L'exigence minimale est fixée à 4,5% pour le ratio de levier financier (rapport entre les fonds propres réglementaires et le total du bilan non pondéré) et à 12,9% pour les actifs pondérés en fonction des risques. Ces exigences valent pour la Banque cantonale de Zurich et Postfinance. Celles vis-à-vis du groupe Raiffeisen sont fixées à respectivement 4,625% et 13,22%.

La barre sera placée encore plus haut (5% et 14,3%) pour UBS et Credit Suisse. Les deux banques pourront en détenir une part sous forme d'emprunts à conversion obligatoire, mais ils devront avoir un noyau dur de fonds propres d'au moins 3,5% pour le ratio de levier financier et de 10% pour les actifs pondérés en fonction des risques.

Les seuils seront respectivement de 3,13% et 8,93% pour Raiffeisen et de 3% et 8,57% pour la Banque cantonale de Zurich et Postfinance.

Banques opérant à l'international

Les exigences «going concern» ne suffisent cependant pas toujours pour éviter un assainissement ou une liquidation. En plus de ces exigences, les banques d’importance systémique opérant au niveau international devront détenir un capital supplémentaire. Ceci afin de garantir leur assainissement. Ou de maintenir leurs fonctions systémiques au sein d’une unité opérationnelle et liquider les autres unités sans recourir à des fonds publics (gone concern).
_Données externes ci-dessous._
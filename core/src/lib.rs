#![no_std]

extern crate alloc;

use alloc::string::ToString;
use core::ops::BitOr;
use serde::{Deserialize, Serialize};

pub use board::*;
pub use error::*;
pub use generator::*;
pub use layout::*;
pub use tile::*;
pub use types::*;

mod board;
mod error;
mod generator;
mod layout;
mod tile;
mod types;

/// Side length and mine count of a square board.
#[derive(Copy, Clone, Debug, PartialEq, Eq, Serialize, Deserialize)]
pub struct BoardConfig {
    pub size: Coord,
    pub mines: CellCount,
}

impl BoardConfig {
    pub const fn new_unchecked(size: Coord, mines: CellCount) -> Self {
        Self { size, mines }
    }

    /// Requires `size >= 1` and `0 < mines < size * size`.
    pub fn new(size: Coord, mines: CellCount) -> Result<Self> {
        if size == 0 {
            return Err(GameError::InvalidBoardSize);
        }
        if mines == 0 || mines >= mult(size, size) {
            return Err(GameError::TooManyMines);
        }
        Ok(Self::new_unchecked(size, mines))
    }

    /// Repairs out of range values into the closest playable config, leaving at least one safe tile.
    pub fn clamped(size: Coord, mines: CellCount) -> Self {
        let clamped_size = size.max(1);
        let max_mines = mult(clamped_size, clamped_size) - 1;
        let clamped_mines = mines.max(1).min(max_mines);

        if (clamped_size, clamped_mines) != (size, mines) {
            log::warn!(
                "Board config {}x{} with {} mines is not playable, using {}x{} with {} mines",
                size,
                size,
                mines,
                clamped_size,
                clamped_size,
                clamped_mines
            );
        }
        Self::new_unchecked(clamped_size, clamped_mines)
    }

    pub fn from_json(json: &str) -> Result<Self> {
        let config: Self = serde_json::from_str(json)
            .map_err(|err| GameError::MalformedConfig(err.to_string()))?;
        Self::new(config.size, config.mines)
    }

    pub const fn total_cells(&self) -> CellCount {
        mult(self.size, self.size)
    }

    pub const fn safe_cells(&self) -> CellCount {
        self.total_cells().saturating_sub(self.mines)
    }

    pub const fn beginner() -> Self {
        Self::new_unchecked(9, 10)
    }

    pub const fn intermediate() -> Self {
        Self::new_unchecked(16, 40)
    }

    pub const fn classic() -> Self {
        Self::new_unchecked(20, 40)
    }

    pub const fn expert() -> Self {
        Self::new_unchecked(24, 99)
    }
}

impl Default for BoardConfig {
    fn default() -> Self {
        Self::classic()
    }
}

#[derive(Copy, Clone, Debug, PartialEq, Eq)]
pub enum MarkOutcome {
    NoChange,
    Changed,
}

impl MarkOutcome {
    pub const fn has_update(self) -> bool {
        match self {
            Self::NoChange => false,
            Self::Changed => true,
        }
    }
}

/// What a reveal did, the board predicates stay authoritative.
#[derive(Copy, Clone, Debug, PartialEq, Eq)]
pub enum RevealOutcome {
    NoChange,
    Revealed,
    HitMine,
    Won,
}

impl RevealOutcome {
    pub const fn has_update(self) -> bool {
        use RevealOutcome::*;
        match self {
            NoChange => false,
            Revealed => true,
            HitMine => true,
            Won => true,
        }
    }
}

/// Merges outcomes of a multi-tile reveal, hitting a mine wins over everything.
impl BitOr for RevealOutcome {
    type Output = RevealOutcome;

    fn bitor(self, rhs: Self) -> Self::Output {
        use RevealOutcome::*;
        match (self, rhs) {
            (HitMine, _) => HitMine,
            (_, HitMine) => HitMine,
            (Won, _) => Won,
            (_, Won) => Won,
            (Revealed, _) => Revealed,
            (_, Revealed) => Revealed,
            (NoChange, NoChange) => NoChange,
        }
    }
}

#[cfg(test)]
mod tests {
    use super::*;

    #[test]
    fn new_validates_bounds() {
        assert_eq!(BoardConfig::new(4, 1), Ok(BoardConfig::new_unchecked(4, 1)));
        assert_eq!(BoardConfig::new(4, 15), Ok(BoardConfig::new_unchecked(4, 15)));
        assert_eq!(BoardConfig::new(0, 1), Err(GameError::InvalidBoardSize));
        assert_eq!(BoardConfig::new(4, 0), Err(GameError::TooManyMines));
        assert_eq!(BoardConfig::new(4, 16), Err(GameError::TooManyMines));
    }

    #[test]
    fn clamped_keeps_one_safe_tile() {
        assert_eq!(BoardConfig::clamped(3, 100), BoardConfig::new_unchecked(3, 8));
        assert_eq!(BoardConfig::clamped(0, 5), BoardConfig::new_unchecked(1, 0));
        assert_eq!(BoardConfig::clamped(5, 0), BoardConfig::new_unchecked(5, 1));
        assert_eq!(BoardConfig::clamped(9, 10), BoardConfig::beginner());
    }

    #[test]
    fn presets_are_valid() {
        for preset in [
            BoardConfig::beginner(),
            BoardConfig::intermediate(),
            BoardConfig::classic(),
            BoardConfig::expert(),
        ] {
            assert_eq!(BoardConfig::new(preset.size, preset.mines), Ok(preset));
        }
        assert_eq!(BoardConfig::default().safe_cells(), 360);
    }

    #[test]
    fn from_json_parses_and_validates() {
        assert_eq!(
            BoardConfig::from_json(r#"{"size": 9, "mines": 10}"#),
            Ok(BoardConfig::beginner())
        );
        assert_eq!(
            BoardConfig::from_json(r#"{"size": 2, "mines": 4}"#),
            Err(GameError::TooManyMines)
        );
        assert!(matches!(
            BoardConfig::from_json(r#"{"size": 9}"#),
            Err(GameError::MalformedConfig(_))
        ));
    }

    #[test]
    fn reveal_outcomes_merge_by_priority() {
        use RevealOutcome::*;

        assert_eq!(NoChange | NoChange, NoChange);
        assert_eq!(NoChange | Revealed, Revealed);
        assert_eq!(Won | Revealed, Won);
        assert_eq!(Won | HitMine, HitMine);
        assert!(!NoChange.has_update());
        assert!(MarkOutcome::Changed.has_update());
    }
}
UBS et Credit Suisse devront donc remplir dans ce cadre aussi des exigences de 5 % pour le ratio de levier et de 14,3 % pour les actifs pondérés en fonction des risques.

La question des plans d'urgence en cas de cessation de l'exploitation reste en suspens pour les banques d’importance systémique qui ne sont pas actives sur le plan international. le Conseil fédéral examinera la nécessité de définir des exigences «gone concern» pour ces établissements dans son prochain rapport d’évaluation d'ici fin 2017.